Ces “launch parties” tapageuses atteignent leur paroxysme avec l’arrivée de la Xbox 360, de la PS3 et de la Wii. Aux Etats-Unis come dans le monde entier. Il est difficile de ne pas évoquer les personnalités présentes à l’événement de Microsoft, telles que Tony Hawk, Fergie ou encore Snoop Dogg. En outre, la machine fut dévoilée par Elijah Wood, l’acteur star du Seigneur des Anneaux. Chez Sony, les célébrités se bousculent au portillon avec Nicole Richie, Paris Hilton, Edward Furlong, James Franco, Lindsay Lohan, Kim et Kourtney Kardashian. Nous n’allons pas continuer ces listes interminables de noms, vous avez compris l’idée.
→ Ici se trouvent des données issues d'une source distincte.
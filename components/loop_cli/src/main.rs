//! Event loop simulator CLI
//!
//! Entry point for `loop-sim`. Parses CLI arguments and delegates to the
//! Simulation for execution.

use clap::Parser as ClapParser;
use loop_cli::{init_tracing, Cli, CliError, OutputFormat, Report, ScriptFormat, Simulation};

fn main() {
    let cli = Cli::parse();
    init_tracing(cli.verbose);

    let simulation = Simulation::new().with_until(cli.until);

    let result = if let Some(file) = &cli.file {
        simulation.execute_file(file)
    } else if let Some(source) = &cli.eval {
        simulation.execute_string(source, ScriptFormat::Json)
    } else {
        // Default: show usage
        println!("loop-sim v{}", env!("CARGO_PKG_VERSION"));
        println!();
        println!("Usage:");
        println!("  loop-sim --file <FILE>     Run a JSON or YAML scheduling script");
        println!("  loop-sim --eval <JSON>     Run an inline JSON script");
        println!();
        println!("Run 'loop-sim --help' for more options.");
        return;
    };

    match result.and_then(|report| print_report(&report, cli.format)) {
        Ok(()) => {}
        Err(CliError::Io(e)) if cli.file.is_some() => {
            eprintln!(
                "Error: Could not read file '{}': {}",
                cli.file.as_deref().unwrap_or_default(),
                e
            );
            std::process::exit(1);
        }
        Err(CliError::Parse(e)) => {
            eprintln!("Script Error: {}", e);
            std::process::exit(1);
        }
        Err(e) => {
            eprintln!("Error: {}", e);
            std::process::exit(1);
        }
    }
}

fn print_report(report: &Report, format: OutputFormat) -> Result<(), CliError> {
    match format {
        OutputFormat::Text => print!("{}", report.render_text()),
        OutputFormat::Json => println!("{}", report.render_json()?),
    }
    Ok(())
}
Que ce soit pour l’arrivée de consoles, des accessoires (Kinect), de services et bien sûr de jeux, tous les prétextes sont bons à cette époque pour faire la fête, et surtout pour montrer au monde entier que les jeux vidéo intéressent tout le monde, même les stars, qu’ils font danser, rire, parler. Bref, qu’ils permettent de se sociabiliser, quand bien même cette image d'Epinal serait artificielle.
Retour à la normale ?
Les Wii U, Xbox One et PlayStation 4 connaissent également des soirées de lancement avec leurs lots de stars, à l’image de Terry Crews, Idris Elba et Joel McHale chez Xbox, mais les géants commencent à lâcher le pied sur les soirées hollywoodiennes remplies de personnalités. Entre-temps, le jeu vidéo est définitivement entré dans le quotidien d’un grand nombre de personnes, et il n’est désormais plus utile de dépenser des dizaines de milliers de dollars en soirées “sélect” pour que des millions de joueurs de tous âges appuient sur “start”.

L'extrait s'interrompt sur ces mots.